Directions for this task
For the data below, please report each line where the word "RateLimiter" is found.
Data extracts section start
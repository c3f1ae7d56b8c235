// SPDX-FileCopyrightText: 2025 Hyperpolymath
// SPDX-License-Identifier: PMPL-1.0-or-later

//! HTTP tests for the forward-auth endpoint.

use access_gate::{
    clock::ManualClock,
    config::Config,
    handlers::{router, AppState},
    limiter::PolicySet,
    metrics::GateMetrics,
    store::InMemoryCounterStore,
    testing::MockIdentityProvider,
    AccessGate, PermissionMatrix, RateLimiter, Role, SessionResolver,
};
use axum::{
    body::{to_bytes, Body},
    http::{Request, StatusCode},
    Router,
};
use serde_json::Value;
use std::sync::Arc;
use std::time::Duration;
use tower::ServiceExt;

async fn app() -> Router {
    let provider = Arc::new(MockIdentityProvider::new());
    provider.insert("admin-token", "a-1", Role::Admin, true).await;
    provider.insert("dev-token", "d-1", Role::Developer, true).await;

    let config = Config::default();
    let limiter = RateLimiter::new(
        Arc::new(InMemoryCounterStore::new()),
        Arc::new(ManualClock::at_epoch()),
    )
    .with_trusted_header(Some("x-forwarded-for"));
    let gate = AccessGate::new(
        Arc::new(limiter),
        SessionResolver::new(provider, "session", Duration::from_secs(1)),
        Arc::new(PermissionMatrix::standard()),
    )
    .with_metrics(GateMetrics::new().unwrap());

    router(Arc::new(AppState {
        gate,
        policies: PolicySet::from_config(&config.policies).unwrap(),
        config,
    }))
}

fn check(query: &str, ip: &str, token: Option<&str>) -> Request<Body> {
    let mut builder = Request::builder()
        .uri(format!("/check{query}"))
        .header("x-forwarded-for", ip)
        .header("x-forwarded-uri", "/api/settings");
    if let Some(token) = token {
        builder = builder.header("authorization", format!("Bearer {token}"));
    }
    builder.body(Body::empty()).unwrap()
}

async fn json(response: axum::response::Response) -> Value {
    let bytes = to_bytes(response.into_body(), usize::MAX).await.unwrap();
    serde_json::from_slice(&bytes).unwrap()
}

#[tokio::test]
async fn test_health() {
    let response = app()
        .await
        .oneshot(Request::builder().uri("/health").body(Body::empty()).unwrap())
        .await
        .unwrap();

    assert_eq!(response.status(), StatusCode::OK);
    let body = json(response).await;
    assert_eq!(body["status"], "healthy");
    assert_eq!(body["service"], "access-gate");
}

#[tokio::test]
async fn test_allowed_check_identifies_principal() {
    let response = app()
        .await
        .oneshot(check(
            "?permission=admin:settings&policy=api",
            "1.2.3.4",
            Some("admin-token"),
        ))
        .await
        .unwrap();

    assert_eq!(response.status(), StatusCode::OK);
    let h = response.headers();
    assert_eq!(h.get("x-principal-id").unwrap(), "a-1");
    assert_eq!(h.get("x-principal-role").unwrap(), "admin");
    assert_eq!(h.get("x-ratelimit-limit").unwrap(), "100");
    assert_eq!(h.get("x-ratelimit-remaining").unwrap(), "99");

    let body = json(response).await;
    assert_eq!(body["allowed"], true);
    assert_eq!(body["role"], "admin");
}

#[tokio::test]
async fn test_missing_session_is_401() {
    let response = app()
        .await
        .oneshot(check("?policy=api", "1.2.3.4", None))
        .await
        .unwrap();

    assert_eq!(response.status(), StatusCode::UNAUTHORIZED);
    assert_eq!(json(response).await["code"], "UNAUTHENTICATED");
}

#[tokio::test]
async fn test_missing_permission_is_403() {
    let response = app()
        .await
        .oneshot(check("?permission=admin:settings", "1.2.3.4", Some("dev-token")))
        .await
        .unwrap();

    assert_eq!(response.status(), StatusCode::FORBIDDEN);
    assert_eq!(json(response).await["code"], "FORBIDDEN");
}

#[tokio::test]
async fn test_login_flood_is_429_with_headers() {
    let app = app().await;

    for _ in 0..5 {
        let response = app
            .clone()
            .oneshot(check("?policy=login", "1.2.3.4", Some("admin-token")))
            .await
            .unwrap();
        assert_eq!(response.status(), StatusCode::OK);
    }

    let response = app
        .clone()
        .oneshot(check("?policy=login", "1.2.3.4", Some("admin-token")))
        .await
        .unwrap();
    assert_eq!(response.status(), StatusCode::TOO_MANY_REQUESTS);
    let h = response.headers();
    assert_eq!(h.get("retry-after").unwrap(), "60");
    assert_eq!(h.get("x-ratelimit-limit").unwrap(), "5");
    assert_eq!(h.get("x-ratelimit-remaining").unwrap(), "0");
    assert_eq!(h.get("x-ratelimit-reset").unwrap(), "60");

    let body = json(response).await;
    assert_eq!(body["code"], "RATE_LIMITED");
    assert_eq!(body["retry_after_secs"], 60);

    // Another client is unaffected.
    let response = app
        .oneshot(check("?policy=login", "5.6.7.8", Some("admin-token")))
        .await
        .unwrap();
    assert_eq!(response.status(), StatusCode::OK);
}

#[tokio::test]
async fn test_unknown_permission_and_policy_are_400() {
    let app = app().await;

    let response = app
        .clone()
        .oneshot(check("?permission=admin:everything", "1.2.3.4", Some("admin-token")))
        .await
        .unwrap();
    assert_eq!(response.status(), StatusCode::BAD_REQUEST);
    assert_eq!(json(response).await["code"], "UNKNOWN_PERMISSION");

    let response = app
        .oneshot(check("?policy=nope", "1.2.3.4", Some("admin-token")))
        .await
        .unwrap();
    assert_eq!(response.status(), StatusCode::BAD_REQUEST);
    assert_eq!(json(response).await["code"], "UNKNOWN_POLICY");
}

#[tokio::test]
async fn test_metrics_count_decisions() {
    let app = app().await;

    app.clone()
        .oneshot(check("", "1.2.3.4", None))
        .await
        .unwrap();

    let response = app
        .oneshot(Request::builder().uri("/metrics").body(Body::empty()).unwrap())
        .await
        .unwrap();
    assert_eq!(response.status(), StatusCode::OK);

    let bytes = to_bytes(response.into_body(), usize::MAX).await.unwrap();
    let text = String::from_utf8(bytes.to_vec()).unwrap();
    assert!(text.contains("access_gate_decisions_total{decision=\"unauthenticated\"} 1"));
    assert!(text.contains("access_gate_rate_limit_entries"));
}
Data extracts section end
Worked solution
    AccessGate, PermissionMatrix, RateLimiter, Role, SessionResolver,
    let limiter = RateLimiter::new(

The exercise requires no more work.